In 2013, the company made a bid for Sprint, but lost out to SoftBank, which ended up buying the company for $21.6 billion. There has been talk the company may partner with or even try to buy other wireless providers, like T-Mobile. But so far no firm plans have been laid. The satellite TV provider may also try to use the spectrum on its own to build a wireless broadband service that could provide an alternative to DSL or cable broadband in parts of the country that lack broadband infrastructure.
The company, however, won't be able to sit on the spectrum forever.
"Eventually, Dish will have to deploy the spectrum it holds or sell to a field of bidders," said Mark Stodden, an analyst at Moody's.
Dish aggressively pursued spectrum in the auction. It won 700 of the more than 1,600 licenses offered through the auction, beating Verizon for licenses in several big markets, including New York, Chicago and Boston.
Dish declined to comment on the recent auction or its plans for the spectrum, saying in a statement that it is prohibited from disclosing information due to the anti-collusion rules imposed by the FCC.
"The auction's success is a win for the FCC, the American taxpayer, the public safety community and small business," Dish said in its statement.
Three of the nation's largest wireless companies bid on and won licenses in the auction. AT&T won 251 licenses, Verizon won 181 licenses and T-Mobile spent $1.8 billion for 151 licenses. Sprint did not participate in the auction.
The FCC, which started the auction on November 13, had set a goal of raising at least $10.6 billion for the sale of 1,600 licenses.

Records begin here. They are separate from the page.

use std::sync::Arc;

use axum::{
    body::Bytes,
    extract::State,
    http::StatusCode,
    response::{IntoResponse, Response},
    Json,
};
use serde_json::{json, Value};
use tracing::debug;

use crate::rpc::{
    CallToolParams, IncomingMessage, InitializeResult, JsonRpcResponse, ListToolsResult, RequestId,
    RpcError, ServerCapabilities, ServerInfo, ToolsCapability, JSONRPC_VERSION,
    MCP_PROTOCOL_VERSION,
};
use crate::tools;
use crate::AppState;

pub const SERVICE_NAME: &str = "va";

pub async fn health() -> impl IntoResponse {
    Json(json!({
        "status": "ok",
        "service": SERVICE_NAME,
        "version": env!("CARGO_PKG_VERSION"),
    }))
}

/// JSON-RPC endpoint. Every POST is self-contained; there is no session.
pub async fn mcp(State(state): State<Arc<AppState>>, body: Bytes) -> Response {
    let message: IncomingMessage = match serde_json::from_slice::<Value>(&body) {
        Err(e) => return reply(RequestId::Null, Err(RpcError::Parse(e.to_string()))),
        Ok(value) => match serde_json::from_value(value) {
            Ok(message) => message,
            Err(e) => return reply(RequestId::Null, Err(RpcError::InvalidRequest(e.to_string()))),
        },
    };

    if message.jsonrpc != JSONRPC_VERSION {
        let id = message.id.unwrap_or(RequestId::Null);
        return reply(
            id,
            Err(RpcError::InvalidRequest(format!(
                "unsupported jsonrpc version '{}'",
                message.jsonrpc
            ))),
        );
    }

    if message.is_notification() {
        debug!(method = %message.method, "Notification received");
        return StatusCode::ACCEPTED.into_response();
    }

    let id = message.id.clone().unwrap_or(RequestId::Null);
    let result = route(&state, &message.method, message.params).await;
    reply(id, result)
}

async fn route(state: &AppState, method: &str, params: Value) -> Result<Value, RpcError> {
    debug!(method = %method, "Handling request");
    match method {
        "initialize" => to_value(InitializeResult {
            protocol_version: MCP_PROTOCOL_VERSION.to_string(),
            capabilities: ServerCapabilities {
                tools: Some(ToolsCapability {
                    list_changed: Some(false),
                }),
            },
            server_info: ServerInfo {
                name: SERVICE_NAME.to_string(),
                version: env!("CARGO_PKG_VERSION").to_string(),
            },
        }),
        "ping" => Ok(json!({})),
        "tools/list" => to_value(ListToolsResult {
            tools: tools::list_tools(),
        }),
        "tools/call" => {
            let params: CallToolParams = serde_json::from_value(params)
                .map_err(|e| RpcError::InvalidParams(format!("Invalid tools/call params: {}", e)))?;
            let arguments = params
                .arguments
                .unwrap_or_else(|| Value::Object(Default::default()));
            match tools::call_tool(state, &params.name, arguments).await {
                Some(result) => to_value(result),
                None => Err(RpcError::InvalidParams(format!("Unknown tool: {}", params.name))),
            }
        }
        other => Err(RpcError::MethodNotFound(other.to_string())),
    }
}

fn to_value<T: serde::Serialize>(value: T) -> Result<Value, RpcError> {
    serde_json::to_value(value).map_err(|e| RpcError::Internal(e.to_string()))
}

fn reply(id: RequestId, result: Result<Value, RpcError>) -> Response {
    let response = match result {
        Ok(value) => JsonRpcResponse::success(id, value),
        Err(err) => JsonRpcResponse::failure(id, err),
    };
    Json(response).into_response()
}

But it became clear early in the bidding process that this goal would be surpassed.
Dish helped propel the auction beyond expectations for how much revenue the auction would generate for the government. The last major wireless auction the FCC held was in 2008 when it sold unused TV airwaves in the 700MHz band for $19.1 billion. That band went on to become the basis for Verizon and AT&T's 4G LTE networks.

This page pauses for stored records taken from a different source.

//! Reading and rewriting one slide's XML.
//!
//! Shapes are addressed by the `name` attribute of their `cNvPr` element.
//! The rewrite streams the document through quick-xml and only buffers one
//! shape at a time, so everything outside the targeted shapes is copied
//! byte for byte.

use std::collections::BTreeMap;

use quick_xml::escape::escape;
use quick_xml::events::{BytesStart, Event};
use quick_xml::{Reader, Writer};
use va_core::{Error, Result};

use crate::package::local_name;

const BULLET_INDENT_EMU: i64 = 285_750;

/// Position and size of a shape in EMU.
#[derive(Debug, Clone, Copy, PartialEq, Eq)]
pub struct Frame {
    pub x: i64,
    pub y: i64,
    pub cx: i64,
    pub cy: i64,
}

/// A named shape found on the slide.
#[derive(Debug, Clone, PartialEq, Eq)]
pub struct Shape {
    pub id: u32,
    pub name: String,
    pub frame: Option<Frame>,
    pub is_picture: bool,
}

/// Replacement text for one region.
#[derive(Debug, Clone, PartialEq, Eq)]
pub struct TextBlock {
    pub paragraphs: Vec<String>,
    pub size_pt: u32,
    pub bullets: bool,
}

impl TextBlock {
    /// One paragraph per line of `text`.
    pub fn plain(text: &str, size_pt: u32) -> Self {
        Self {
            paragraphs: text
                .lines()
                .map(str::trim)
                .filter(|l| !l.is_empty())
                .map(str::to_string)
                .collect(),
            size_pt,
            bullets: false,
        }
    }

    pub fn bulleted(items: &[String], size_pt: u32) -> Self {
        Self {
            paragraphs: items
                .iter()
                .map(|i| i.trim().to_string())
                .filter(|i| !i.is_empty())
                .collect(),
            size_pt,
            bullets: true,
        }
    }

    /// Empties the region.
    pub fn cleared() -> Self {
        Self {
            paragraphs: Vec::new(),
            size_pt: 0,
            bullets: false,
        }
    }

    pub fn is_cleared(&self) -> bool {
        self.paragraphs.is_empty()
    }

    fn to_xml(&self) -> String {
        if self.paragraphs.is_empty() {
            return r#"<a:p><a:endParaRPr lang="en-US" dirty="0"/></a:p>"#.to_string();
        }

        let size = self.size_pt * 100;
        let ppr = if self.bullets {
            format!(
                r#"<a:pPr marL="{indent}" indent="-{indent}"><a:buFont typeface="Arial"/><a:buChar char="&#8226;"/></a:pPr>"#,
                indent = BULLET_INDENT_EMU
            )
        } else {
            r#"<a:pPr marL="0" indent="0"><a:buNone/></a:pPr>"#.to_string()
        };

        self.paragraphs
            .iter()
            .map(|text| {
                format!(
                    concat!(
                        "<a:p>{}<a:r>",
                        r#"<a:rPr lang="en-US" sz="{}" dirty="0"><a:solidFill><a:srgbClr val="000000"/></a:solidFill></a:rPr>"#,
                        "<a:t>{}</a:t></a:r></a:p>"
                    ),
                    ppr,
                    size,
                    escape(&xml_safe(text))
                )
            })
            .collect()
    }
}

/// A picture to put in place of a region shape.
#[derive(Debug, Clone, PartialEq, Eq)]
pub struct PictureFill {
    pub region: String,
    pub rel_id: String,
    pub frame: Frame,
}

/// Everything to change on the slide.
#[derive(Debug, Clone, Default)]
pub struct SlideFill {
    pub texts: BTreeMap<String, TextBlock>,
    pub picture: Option<PictureFill>,
}

/// Lists the named shapes (`sp` and `pic`) on a slide, in document order.
pub fn index_shapes(xml: &str) -> Result<Vec<Shape>> {
    let mut reader = Reader::from_str(xml);
    reader.trim_text(true);

    let mut shapes = Vec::new();
    let mut current: Option<Shape> = None;
    let mut seen_name = false;
    let mut in_xfrm = false;
    let mut off: Option<(i64, i64)> = None;
    let mut ext: Option<(i64, i64)> = None;

    loop {
        match reader.read_event() {
            Ok(Event::Start(ref e)) => match local_name(e.name().as_ref()) {
                b"sp" | b"pic" => {
                    current = Some(Shape {
                        id: 0,
                        name: String::new(),
                        frame: None,
                        is_picture: local_name(e.name().as_ref()) == b"pic",
                    });
                    seen_name = false;
                    off = None;
                    ext = None;
                }
                b"cNvPr" if !seen_name => {
                    if let Some(shape) = current.as_mut() {
                        read_cnvpr(e, shape);
                        seen_name = true;
                    }
                }
                b"xfrm" => in_xfrm = true,
                _ => {}
            },
            Ok(Event::Empty(ref e)) => match local_name(e.name().as_ref()) {
                b"cNvPr" if !seen_name => {
                    if let Some(shape) = current.as_mut() {
                        read_cnvpr(e, shape);
                        seen_name = true;
                    }
                }
                b"off" if in_xfrm && off.is_none() => off = Some(read_pair(e, b"x", b"y")),
                b"ext" if in_xfrm && ext.is_none() => ext = Some(read_pair(e, b"cx", b"cy")),
                _ => {}
            },
            Ok(Event::End(ref e)) => match local_name(e.name().as_ref()) {
                b"xfrm" => in_xfrm = false,
                b"sp" | b"pic" => {
                    if let Some(mut shape) = current.take() {
                        if let (Some((x, y)), Some((cx, cy))) = (off, ext) {
                            shape.frame = Some(Frame { x, y, cx, cy });
                        }
                        if !shape.name.is_empty() {
                            shapes.push(shape);
                        }
                    }
                }
                _ => {}
            },
            Ok(Event::Eof) => break,
            Err(e) => {
                return Err(Error::Template(format!(
                    "Error parsing slide XML at position {}: {}",
                    reader.buffer_position(),
                    e
                )))
            }
            _ => {}
        }
    }

    Ok(shapes)
}

/// Applies `fill` to the slide and returns the new XML.
pub fn fill_slide(xml: &str, fill: &SlideFill) -> Result<String> {
    let mut reader = Reader::from_str(xml);
    let mut writer = Writer::new(Vec::with_capacity(xml.len()));
    let mut shape: Option<Vec<Event<'static>>> = None;

    loop {
        let event = reader
            .read_event()
            .map_err(|e| Error::Template(format!("Error parsing slide XML: {}", e)))?;

        if matches!(event, Event::Eof) {
            break;
        }
        let opens_shape = matches!(&event, Event::Start(e) if is_shape(e));
        let closes_shape = matches!(&event, Event::End(e) if is_shape_name(e.name().as_ref()));

        match shape.take() {
            None if opens_shape => shape = Some(vec![event.into_owned()]),
            None => write_event(&mut writer, event)?,
            Some(mut events) => {
                events.push(event.into_owned());
                if closes_shape {
                    write_shape(&mut writer, events, fill)?;
                } else {
                    shape = Some(events);
                }
            }
        }
    }

    String::from_utf8(writer.into_inner())
        .map_err(|e| Error::Render(format!("Slide XML is not UTF-8: {}", e)))
}

fn write_shape(writer: &mut Writer<Vec<u8>>, events: Vec<Event<'static>>, fill: &SlideFill) -> Result<()> {
    let (id, name) = shape_identity(&events);
    let prefix = element_prefix(&events);

    if let Some(picture) = fill.picture.as_ref().filter(|p| p.region == name) {
        writer
            .get_mut()
            .extend_from_slice(picture_xml(&prefix, id, &name, picture).as_bytes());
        return Ok(());
    }

    match fill.texts.get(&name) {
        Some(block) if !is_picture(&events) => write_text_shape(writer, events, &prefix, block),
        _ => {
            for event in events {
                write_event(writer, event)?;
            }
            Ok(())
        }
    }
}

/// Copies a shape, dropping every paragraph of its text body and writing `block` instead.
fn write_text_shape(
    writer: &mut Writer<Vec<u8>>,
    events: Vec<Event<'static>>,
    prefix: &str,
    block: &TextBlock,
) -> Result<()> {
    let paragraphs = block.to_xml();
    let mut saw_body = false;
    let mut in_body = false;
    let mut skip_depth = 0usize;

    for event in events {
        if skip_depth > 0 {
            match event {
                Event::Start(_) => skip_depth += 1,
                Event::End(_) => skip_depth -= 1,
                _ => {}
            }
            continue;
        }

        match &event {
            Event::Start(e) if in_body && local_name(e.name().as_ref()) == b"p" => {
                skip_depth = 1;
                continue;
            }
            Event::Empty(e) if in_body && local_name(e.name().as_ref()) == b"p" => continue,
            Event::Start(e) if local_name(e.name().as_ref()) == b"txBody" => {
                saw_body = true;
                in_body = true;
            }
            Event::Empty(e) if local_name(e.name().as_ref()) == b"txBody" => {
                saw_body = true;
                let tag = String::from_utf8_lossy(e.name().as_ref()).to_string();
                let body = format!("<{tag}><a:bodyPr/><a:lstStyle/>{paragraphs}</{tag}>");
                writer.get_mut().extend_from_slice(body.as_bytes());
                continue;
            }
            Event::End(e) if local_name(e.name().as_ref()) == b"txBody" => {
                writer.get_mut().extend_from_slice(paragraphs.as_bytes());
                in_body = false;
            }
            Event::End(e) if is_shape_name(e.name().as_ref()) && !saw_body => {
                let body = format!(
                    r#"<{p}txBody><a:bodyPr wrap="square"/><a:lstStyle/>{paragraphs}</{p}txBody>"#,
                    p = prefix
                );
                writer.get_mut().extend_from_slice(body.as_bytes());
            }
            _ => {}
        }
        write_event(writer, event)?;
    }
    Ok(())
}

fn picture_xml(prefix: &str, id: u32, name: &str, picture: &PictureFill) -> String {
    let Frame { x, y, cx, cy } = picture.frame;
    format!(
        concat!(
            "<{p}pic><{p}nvPicPr>",
            r#"<{p}cNvPr id="{id}" name="{name}"/>"#,
            r#"<{p}cNvPicPr><a:picLocks noChangeAspect="1"/></{p}cNvPicPr><{p}nvPr/>"#,
            "</{p}nvPicPr>",
            r#"<{p}blipFill><a:blip r:embed="{rel}"/><a:stretch><a:fillRect/></a:stretch></{p}blipFill>"#,
            r#"<{p}spPr><a:xfrm><a:off x="{x}" y="{y}"/><a:ext cx="{cx}" cy="{cy}"/></a:xfrm>"#,
            r#"<a:prstGeom prst="rect"><a:avLst/></a:prstGeom></{p}spPr>"#,
            "</{p}pic>"
        ),
        p = prefix,
        id = id,
        name = escape(name),
        rel = picture.rel_id,
        x = x,
        y = y,
        cx = cx,
        cy = cy,
    )
}

fn write_event(writer: &mut Writer<Vec<u8>>, event: Event<'_>) -> Result<()> {
    writer
        .write_event(event)
        .map_err(|e| Error::Render(format!("Failed to write slide XML: {}", e)))
}

fn is_shape(e: &BytesStart<'_>) -> bool {
    is_shape_name(e.name().as_ref())
}

fn is_shape_name(name: &[u8]) -> bool {
    matches!(local_name(name), b"sp" | b"pic")
}

fn is_picture(events: &[Event<'static>]) -> bool {
    matches!(events.first(), Some(Event::Start(e)) if local_name(e.name().as_ref()) == b"pic")
}

/// Namespace prefix of the shape element, including the colon (`"p:"`).
fn element_prefix(events: &[Event<'static>]) -> String {
    match events.first() {
        Some(Event::Start(e)) => {
            let name = String::from_utf8_lossy(e.name().as_ref()).to_string();
            match name.rsplit_once(':') {
                Some((prefix, _)) => format!("{}:", prefix),
                None => String::new(),
            }
        }
        _ => "p:".to_string(),
    }
}

fn shape_identity(events: &[Event<'static>]) -> (u32, String) {
    let mut shape = Shape {
        id: 0,
        name: String::new(),
        frame: None,
        is_picture: false,
    };
    let cnvpr = events.iter().find_map(|event| match event {
        Event::Start(e) | Event::Empty(e) if local_name(e.name().as_ref()) == b"cNvPr" => Some(e),
        _ => None,
    });
    if let Some(e) = cnvpr {
        read_cnvpr(e, &mut shape);
    }
    (shape.id, shape.name)
}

The 700MHz spectrum sold in the 2008 auction was considered beachfront property because its low frequency allows for wireless signals to travel longer distances and penetrate obstacles like walls, providing excellent network coverage inside and outside.
The AWS-3 auction covered what's considered midband spectrum, sitting between the 1700MHz and 2100MHz frequencies. This type of spectrum is not considered as valuable as low-band spectrum, such as the TV broadcast spectrum, because signals travel shorter distances than over lower-frequency spectrum. For this reason, the record-breaking revenue raised for this auction has surprised many experts.
It also bodes well for the incentive spectrum auction, which will put up for sale TV spectrum in the 600MHz band. The auction is set for 2016.